Is Legal Marijuana Earning More Money Than Wine, Bread, and Milk?
Not more than beer, though.
This week, the Seattle Times reports that “Legal marijuana sales in Spokane County topped retail sales of wine and kitchen staples such as bread and milk last year.” In the parts of the country where marijuana can be legally bought and sold, the product is proving just as lucrative as expected: Spokane’s sales topped $5 million in March, and in the last month of 2015, the state of Colorado sold a whopping $62.2 million.
There’s no doubt that cannabis sales are incredibly impressive, but within the Seattle Times article are a whole mess of caveats that sort of disprove the “cannabis sold more than bread” headline.
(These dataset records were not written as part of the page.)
//! Message types carried between the broker connection and the control loop
//!
//! Independent of the underlying MQTT library; backends convert into these.

use bytes::Bytes;
use serde::{Deserialize, Serialize};
use std::fmt;

/// MQTT delivery guarantee
///
/// Defaults to [`QoS::ExactlyOnce`], matching the default used by
/// `publish` and `subscribe` on the client.
#[derive(Debug, Clone, Copy, PartialEq, Eq, Hash, Default, Serialize, Deserialize)]
#[serde(rename_all = "snake_case")]
pub enum QoS {
    AtMostOnce = 0,
    AtLeastOnce = 1,
    #[default]
    ExactlyOnce = 2,
}

impl QoS {
    /// Parse a numeric QoS level; anything above 2 is invalid
    pub fn from_u8(level: u8) -> Option<Self> {
        match level {
            0 => Some(QoS::AtMostOnce),
            1 => Some(QoS::AtLeastOnce),
            2 => Some(QoS::ExactlyOnce),
            _ => None,
        }
    }

    pub fn as_u8(self) -> u8 {
        self as u8
    }
}

impl fmt::Display for QoS {
    fn fmt(&self, f: &mut fmt::Formatter<'_>) -> fmt::Result {
        write!(f, "QoS{}", self.as_u8())
    }
}

/// A message delivered by the broker
///
/// Created by the backend's receive path, owned by the event queue until it
/// is dispatched on the control loop. The QoS/retain/dup flags are carried
/// through untouched; the core never interprets them.
#[derive(Debug, Clone, PartialEq, Eq)]
pub struct InboundMessage {
    pub topic: String,
    pub payload: Bytes,
    pub qos: QoS,
    pub retain: bool,
    pub dup: bool,
}

impl InboundMessage {
    pub fn new(topic: impl Into<String>, payload: impl Into<Bytes>) -> Self {
        Self {
            topic: topic.into(),
            payload: payload.into(),
            qos: QoS::default(),
            retain: false,
            dup: false,
        }
    }

    /// Attach the delivery flags reported by the broker
    pub fn with_flags(mut self, qos: QoS, retain: bool, dup: bool) -> Self {
        self.qos = qos;
        self.retain = retain;
        self.dup = dup;
        self
    }

    /// Lossy UTF-8 view of the payload, for logging
    pub fn payload_str(&self) -> std::borrow::Cow<'_, str> {
        String::from_utf8_lossy(&self.payload)
    }
}
//! Process-wide client instance
//!
//! Kept to a single test: the instance is global to the test binary.

use brokerlink::client::{BrokerClient, Callback, ConnectionState};
use brokerlink::config::ClientConfig;
use brokerlink::error::ClientError;
use brokerlink::global;
use brokerlink::testing::MockFactory;
use bytes::Bytes;

#[tokio::test]
async fn test_global_instance_lifecycle() {
    // Nothing installed yet
    assert!(!global::is_installed().await);
    assert!(matches!(global::publish("a", "b"), Err(ClientError::NotInstalled)));
    assert!(matches!(global::tick().await, Err(ClientError::NotInstalled)));
    assert!(!global::shutdown().await);

    // Install
    let mut config = ClientConfig::default();
    config.connection.delay_ms = 0;
    let factory = MockFactory::new();
    let broker = factory.handle();
    global::create(BrokerClient::new(config.clone(), factory))
        .await
        .unwrap();
    assert!(global::is_installed().await);
    assert!(matches!(
        global::create(BrokerClient::new(config, MockFactory::new())).await,
        Err(ClientError::AlreadyInstalled)
    ));

    // A callback that answers through the global API while tick holds the instance
    global::subscribe(
        "cmd/ping",
        Callback::new(|_, payload| {
            global::publish("cmd/pong", payload).unwrap();
        }),
    )
    .unwrap();
    global::connect().unwrap();
    for _ in 0..4 {
        global::tick().await.unwrap();
    }
    assert_eq!(global::state().await.unwrap(), ConnectionState::Connected);

    assert!(broker.deliver("cmd/ping", "42"));
    let dispatched = global::tick().await.unwrap();

    assert_eq!(dispatched, 1);
    assert_eq!(
        broker.publishes(),
        vec![("cmd/pong".to_string(), Bytes::from_static(b"42"))]
    );
    assert_eq!(global::metrics().await.unwrap().publications_sent, 1);

    // Remove
    assert!(global::shutdown().await);
    assert!(!global::is_installed().await);
    assert!(!broker.is_connected());
    assert!(matches!(global::connect(), Err(ClientError::NotInstalled)));
    assert!(matches!(global::state().await, Err(ClientError::NotInstalled)));
}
The biggest problem: that comparison is based on a per-household average.
The problem is that milk, bread, and even wine are bought by the vast majority of households, whereas, according to the (admittedly very premature, but the best we have) data from a 2013 study, only one in five households spend any money at all on cannabis products. So a per-household average doesn’t mean much; cannabis is sort of like a luxury product, expensive but only bought by a small percentage of people. It’d be like saying sales of iPhones outsold sales of bread. It’s probably true, but it’s not really very useful.
Still, this is healthy news for the nascent legal cannabis industry; regardless of how spurious the comparison to milk and bread is, there’s no denying that cannabis has proven a highly valuable, in-demand product.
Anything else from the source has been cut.